Tito Maccio Plauto

Truculentus

Recensione e commento

    Del grande commediografo latino Plauto (255 c.a. - 184 a.C.) circolavano, al tempo di Varrone, più di 130 commedie, 90 delle quali già ritenute spurie dagli storici di quel periodo . Nel gruppo delle 40, poi, solo 21 vennero considerate plautine a tutti gli effetti e quindi ricopiate nei codici e conservate fino ai giorni nostri per la maggior parte in forma quasi completa mentre le rimanenti 19, sulle quali molti studiosi latini nutrivano dubbi, sono andate, col tempo, perdute ed oggi ce ne rimangono solo esigui frammenti, grazie alle citazioni di altri autori . Il  “Truculentus” apparteneva alle prime 21 e per questo ha avuto il privilegio di potersi salvare dall’oblio medievale ; l’opera è una  fabula palliata, ovvero una commedia di ambientazione greca .

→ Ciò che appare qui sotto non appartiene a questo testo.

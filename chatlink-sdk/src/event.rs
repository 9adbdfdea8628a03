//! Events emitted by the connection for the consumer (bot, UI, logger) to render.

use std::collections::HashMap;
use std::fmt;

use chrono::{DateTime, Utc};

/// Username carried by events the connection synthesizes itself.
pub const SYSTEM_USER: &str = "system";

/// Lifecycle state of a [`ChatConnection`](crate::client::ChatConnection).
#[derive(Debug, Clone, Copy, PartialEq, Eq, Hash, Default)]
pub enum ConnectionState {
    /// Never connected.
    #[default]
    Idle,
    /// Opening the socket.
    Connecting,
    /// Handshake written, waiting for the server welcome.
    /// Only entered with [`ReadyOn::Welcome`](crate::client::ReadyOn::Welcome).
    Authenticating,
    /// Link usable; sends are accepted.
    Connected,
    /// Socket closed, either by the remote side or by `disconnect()`.
    Disconnected,
    /// The transport reported an error. A close normally follows.
    Error,
}

impl ConnectionState {
    pub fn as_str(&self) -> &'static str {
        match self {
            ConnectionState::Idle => "idle",
            ConnectionState::Connecting => "connecting",
            ConnectionState::Authenticating => "authenticating",
            ConnectionState::Connected => "connected",
            ConnectionState::Disconnected => "disconnected",
            ConnectionState::Error => "error",
        }
    }
}

impl fmt::Display for ConnectionState {
    fn fmt(&self, f: &mut fmt::Formatter<'_>) -> fmt::Result {
        f.write_str(self.as_str())
    }
}

#[derive(Debug, Clone, Copy, PartialEq, Eq, Hash)]
pub enum ChatEventKind {
    Message,
    Join,
    Part,
    System,
}

/// A structured record derived from one inbound protocol line, or synthesized
/// by the connection (own-message echo, lifecycle notices).
#[derive(Debug, Clone, PartialEq, Eq)]
pub struct ChatEvent {
    pub timestamp: DateTime<Utc>,
    pub username: String,
    pub channel: String,
    pub text: String,
    pub kind: ChatEventKind,
    /// IRCv3 tags of the source line (empty if none).
    pub tags: HashMap<String, String>,
}

impl ChatEvent {
    /// A connection-generated notice for `channel`.
    pub fn system(channel: &str, text: impl Into<String>) -> Self {
        Self {
            timestamp: Utc::now(),
            username: SYSTEM_USER.to_string(),
            channel: channel.to_string(),
            text: text.into(),
            kind: ChatEventKind::System,
            tags: HashMap::new(),
        }
    }

    /// Local echo of a message we sent; the relay never echoes our own lines.
    pub fn own_message(nickname: &str, channel: &str, text: &str) -> Self {
        Self {
            timestamp: Utc::now(),
            username: nickname.to_string(),
            channel: channel.to_string(),
            text: text.to_string(),
            kind: ChatEventKind::Message,
            tags: HashMap::new(),
        }
    }

    /// Twitch display name when the `display-name` tag is present, else the login.
    pub fn display_name(&self) -> &str {
        self.tags
            .get("display-name")
            .map(String::as_str)
            .filter(|name| !name.is_empty())
            .unwrap_or(&self.username)
    }
}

    Per la messa in scena di questa commedia sono state sfruttate maschere riprodotte ad imitazione di un vasto numero di originali in terracotta splendidamente conservati, ospitati al museo di Lipari : l’utilizzo di questo espediente ha permesso non solo che i quattro bravissimi attori interpretassero ben dodici ruoli, ma anche - come era nelle intenzioni dei commediografi antichi - che il pubblico comprendesse subito quale personaggio l’attore stesse interpretando e, non da ultimo, che la voce venisse amplificata in modo naturale proprio dalla maschera stessa (come testimonia l’interpretazione etimologica che collega il termine “persona” = maschera  a “per - sonare” = risuonare).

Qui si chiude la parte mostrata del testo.